The service that day at the foot of the lighthouse was perfect. I stood barefoot in the sand, a cool breeze blowing in off the water. It lifted my hair up and away from my face, a relief that I didn’t have to tuck the strands behind my ears to avoid my watery eyes. At one point during the eulogy, the waves lapping against the shore got very loud. I’m sure that it was Sandy letting us know she was there.
Danny and I scattered her ashes into the water near the island she called home.
This time when I delivered the eulogy, I was a lot more nervous, but I’m not sure why. A handful of her friends were there, as opposed to a church full of people. It was more intimate. I met people who knew her before I was even born, people who told me stories of what she was like as a young woman. One of them even said I reminded her of Sandy. I hold this compliment close to my heart.
We played the same three songs again: Lover of the Light by Mumford & Sons, Gone Gone Gone by Phillip Phillips, and Shower the People by James Taylor. As James Taylor played, Danny and I entered the water with Sandy’s ashes.

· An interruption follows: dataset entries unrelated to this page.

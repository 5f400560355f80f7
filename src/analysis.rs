//! Validated sweeps over benchmark traces, ready for tables and plots.
//!
//! [`Analysis`] wires the loader, the aggregator, the differencer, the cost model and the
//! cross-validator together. Schema and invariant violations abort a sweep, since they invalidate
//! every number of the affected configuration. Validation failures are collected per point so that
//! a single regression does not hide the rest of the sweep.
use serde::Serialize;
use tracing::{Level, debug, instrument};

use crate::{
    Error,
    aggregate::AggregatedConfiguration,
    config::{AnalysisConfig, ConfigError},
    difference::{DerivedCostPoint, derive_cost_point},
    loader::TraceLoader,
    measured::Measured,
    model::{AnalyticalPrediction, CostModel, ModelError, ModelParams},
    protocol::{Family, Network, Variant},
    validate::{CrossValidator, ValidationFailure, ValidationResult},
};

/// The outcome of validating one measured point.
pub type Validation = Result<ValidationResult, ValidationFailure>;

/// A cost metric that can be selected for presentation.
#[derive(Debug, Clone, Copy, PartialEq, Eq, Hash, Serialize)]
pub enum Metric {
    /// Preprocessing bytes.
    OfflineCommunication,
    /// Online bytes per computing party.
    OnlineCommunication,
    /// Bytes of all parties.
    TotalCommunication,
    /// Preprocessing time in milliseconds.
    OfflineTime,
    /// Online time in milliseconds.
    OnlineTime,
    /// Peak virtual memory in bytes.
    PeakMemory,
}

impl Metric {
    /// All metrics.
    pub const ALL: [Metric; 6] = [
        Metric::OfflineCommunication,
        Metric::OnlineCommunication,
        Metric::TotalCommunication,
        Metric::OfflineTime,
        Metric::OnlineTime,
        Metric::PeakMemory,
    ];

    /// The metric of an aggregated configuration.
    pub fn of(self, config: &AggregatedConfiguration) -> f64 {
        match self {
            Metric::OfflineCommunication => config.offline_communication as f64,
            Metric::OnlineCommunication => config.online_communication as f64,
            Metric::TotalCommunication => config.total_communication() as f64,
            Metric::OfflineTime => config.offline_time_ms,
            Metric::OnlineTime => config.online_time_ms,
            Metric::PeakMemory => config.peak_memory as f64,
        }
    }

    /// The one-time part of the metric.
    pub fn one_time(self, point: &DerivedCostPoint) -> f64 {
        self.of(&point.one_time)
    }

    /// The per-iteration part of the metric.
    pub fn per_iteration(self, point: &DerivedCostPoint) -> f64 {
        let cost = &point.per_iteration;
        match self {
            Metric::OfflineCommunication => cost.offline_communication as f64,
            Metric::OnlineCommunication => cost.online_communication as f64,
            Metric::TotalCommunication => {
                (cost.offline_communication + 2 * cost.online_communication) as f64
            }
            Metric::OfflineTime => cost.offline_time_ms,
            Metric::OnlineTime => cost.online_time_ms,
            Metric::PeakMemory => cost.memory_delta,
        }
    }
}

/// One depth of a dataset sweep.
#[derive(Debug, Clone, PartialEq, Serialize)]
pub struct DepthSweepPoint {
    /// The depth of the point.
    pub depth: u32,
    /// The aggregated measurement, if the depth was benchmarked.
    pub measured: Measured<AggregatedConfiguration>,
    /// The analytical prediction, available whether or not the depth was benchmarked.
    pub prediction: AnalyticalPrediction,
    /// The validation of the measurement against the prediction.
    pub validation: Measured<Validation>,
}

impl DepthSweepPoint {
    /// The selected metric of the measurement.
    pub fn metric(&self, metric: Metric) -> Measured<f64> {
        self.measured.as_ref().map(|config| metric.of(config))
    }
}

/// One graph size of a size sweep.
#[derive(Debug, Clone, PartialEq, Serialize)]
pub struct SizeSweepPoint {
    /// Index of the row in the sweep files.
    pub row: usize,
    /// Aggregated measurements at the family's differencing depths.
    pub configurations: Vec<Measured<AggregatedConfiguration>>,
    /// Validation of each measurement, in the same order.
    pub validations: Vec<Measured<Validation>>,
    /// One-time and per-iteration cost, if all depths were benchmarked.
    pub derived: Measured<DerivedCostPoint>,
}

impl SizeSweepPoint {
    /// The node count of the row, if any depth was benchmarked.
    pub fn nodes(&self) -> Option<u64> {
        self.configurations
            .iter()
            .find_map(|config| config.present().map(|config| config.nodes))
    }
}

/// The size sweep of one total-size factor.
#[derive(Debug, Clone, PartialEq, Serialize)]
pub struct SizeSweep {
    /// The total-size factor, `None` for the reference protocol whose sweep does not depend on it.
    pub factor: Option<u64>,
    /// The analyzed rows.
    pub points: Vec<SizeSweepPoint>,
}

/// Produces validated cost records for the configured benchmark suite.
#[derive(Debug, Clone)]
pub struct Analysis {
    config: AnalysisConfig,
    loader: TraceLoader,
    model: CostModel,
    validator: CrossValidator,
}

impl Analysis {
    /// Creates an analysis of the configured benchmark suite.
    pub fn new(config: AnalysisConfig) -> Result<Self, Error> {
        config.validate()?;
        let loader = TraceLoader::from_config(&config);
        let model = CostModel::from_config(&config)?;
        Ok(Analysis {
            config,
            loader,
            model,
            validator: CrossValidator::new(),
        })
    }

    /// Replaces the cross-validator, e.g. to register additional known corrections.
    pub fn with_validator(mut self, validator: CrossValidator) -> Self {
        self.validator = validator;
        self
    }

    /// The configuration of the analysis.
    pub fn config(&self) -> &AnalysisConfig {
        &self.config
    }

    /// Sweeps `variant` on `dataset` over all depths from the family minimum to the configured
    /// maximum depth.
    #[instrument(level = Level::DEBUG, skip(self), err)]
    pub fn depth_sweep(
        &self,
        variant: Variant,
        dataset: &str,
        network: Network,
    ) -> Result<Vec<DepthSweepPoint>, Error> {
        let dataset = self.config.dataset(dataset)?;
        let params = ModelParams {
            nodes: dataset.nodes,
            total_size: dataset.total_size,
            layers: dataset.layers,
        };
        let records = self
            .loader
            .load_depth_sweep(variant, dataset, network, self.config.max_depth)?;
        let mut sweep = Vec::with_capacity(records.len());
        for (depth, records) in (variant.min_depth()..).zip(records) {
            let measured = records.try_map(|records| records.aggregate())?;
            let prediction = self.model.predict(variant, params, depth)?;
            let validation = self.validate(&measured, &prediction)?;
            sweep.push(DepthSweepPoint {
                depth,
                measured,
                prediction,
                validation,
            });
        }
        debug!(points = sweep.len(), "depth sweep analyzed");
        Ok(sweep)
    }

    /// Sweeps `variant` over graph sizes with total size `factor * n`.
    ///
    /// The reference protocol's size sweep does not depend on the total size, so `factor` is only
    /// used to select the files of our protocol. The reference protocol is evaluated with the layer
    /// count its records state, falling back to the configured one.
    #[instrument(level = Level::DEBUG, skip(self), err)]
    pub fn size_sweep(
        &self,
        variant: Variant,
        factor: u64,
        network: Network,
    ) -> Result<Vec<SizeSweepPoint>, Error> {
        if factor == 0 {
            return Err(ConfigError::SizeFactor(factor).into());
        }
        let rows = self.loader.load_size_sweep(variant, factor, network)?;
        let mut sweep = Vec::with_capacity(rows.len());
        for row in rows {
            let mut configurations = Vec::with_capacity(row.slots.len());
            let mut validations = Vec::with_capacity(row.slots.len());
            for slot in row.slots {
                let (measured, validation) = match slot {
                    Measured::Present(records) => {
                        let config = records.aggregate()?;
                        let layers = records.helper.details.layers;
                        let params =
                            self.size_params(variant, factor, config.nodes, layers, config.depth)?;
                        let prediction = self.model.predict(variant, params, config.depth)?;
                        let measured = Measured::Present(config);
                        let validation = self.validate(&measured, &prediction)?;
                        (measured, validation)
                    }
                    Measured::Missing(missing) => {
                        (Measured::Missing(missing), Measured::Missing(missing))
                    }
                };
                configurations.push(measured);
                validations.push(validation);
            }
            let derived = derive_cost_point(variant.family, &configurations)?;
            sweep.push(SizeSweepPoint {
                row: row.row,
                configurations,
                validations,
                derived,
            });
        }
        debug!(points = sweep.len(), "size sweep analyzed");
        Ok(sweep)
    }

    /// Runs the size sweep of `variant` for every configured size factor, or once for the
    /// reference protocol.
    pub fn size_sweeps(&self, variant: Variant, network: Network) -> Result<Vec<SizeSweep>, Error> {
        match variant.family {
            Family::Ours => self
                .config
                .size_factors
                .iter()
                .map(|&factor| -> Result<SizeSweep, Error> {
                    Ok(SizeSweep {
                        factor: Some(factor),
                        points: self.size_sweep(variant, factor, network)?,
                    })
                })
                .collect(),
            Family::Reference => Ok(vec![SizeSweep {
                factor: None,
                // any factor selects the same files
                points: self.size_sweep(variant, 1, network)?,
            }]),
        }
    }

    /// Predicts the communication of `variant` at `depth` for each node count in `sizes`, with
    /// total size `factor * n`.
    pub fn analytical_size_curve(
        &self,
        variant: Variant,
        factor: u64,
        sizes: impl IntoIterator<Item = u64>,
        depth: u32,
    ) -> Result<Vec<AnalyticalPrediction>, Error> {
        if factor == 0 {
            return Err(ConfigError::SizeFactor(factor).into());
        }
        sizes
            .into_iter()
            .map(|nodes| -> Result<AnalyticalPrediction, Error> {
                let params = self.size_params(variant, factor, nodes, None, depth)?;
                Ok(self.model.predict(variant, params, depth)?)
            })
            .collect()
    }

    fn size_params(
        &self,
        variant: Variant,
        factor: u64,
        nodes: u64,
        layers: Option<u64>,
        depth: u32,
    ) -> Result<ModelParams, ModelError> {
        let total_size = match variant.family {
            Family::Ours => factor.checked_mul(nodes).ok_or(ModelError::Overflow {
                variant,
                nodes,
                depth,
            })?,
            Family::Reference => nodes,
        };
        Ok(ModelParams {
            nodes,
            total_size,
            layers: layers.unwrap_or(self.config.reference_layers),
        })
    }

    fn validate(
        &self,
        measured: &Measured<AggregatedConfiguration>,
        prediction: &AnalyticalPrediction,
    ) -> Result<Measured<Validation>, Error> {
        measured.as_ref().try_map(|config| {
            match self.validator.validate(config, prediction) {
                Ok(result) => Ok(Ok(result)),
                Err(Error::Validation(failure)) => Ok(Err(failure)),
                Err(err) => Err(err),
            }
        })
    }
}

He tipped the bag over, and together we released her into the water she craved and always wanted to go back to. Now, she was finally home, at peace as she was lulled out to sea by the waves that returned to their gentle rhythm. The waves knew. They knew to embrace the ashes and not put them back on shore.
One of Sandy’s friends was kind enough to bring flowers, white daisies and red roses. I never even thought to bring flowers with me; I’m so glad she did. Danny and I led the way, throwing several of them on top of the water. Everyone there soon followed, a sea of red and white floating peacefully, the roses strong yet soft, the daisies pure and light.
Danny and I stood there knee deep in the water, not caring how wet our clothes got. It was then that I finally allowed myself to release all the tears I had been holding. A few had escaped when I was in the sand, reading aloud all the lessons Sandy had taught me, but in the water my tears could mix with the sea. I was a drop of the ocean and so was Sandy.
I don’t really know what I’m even trying to say with this post today. I just know that I needed to write.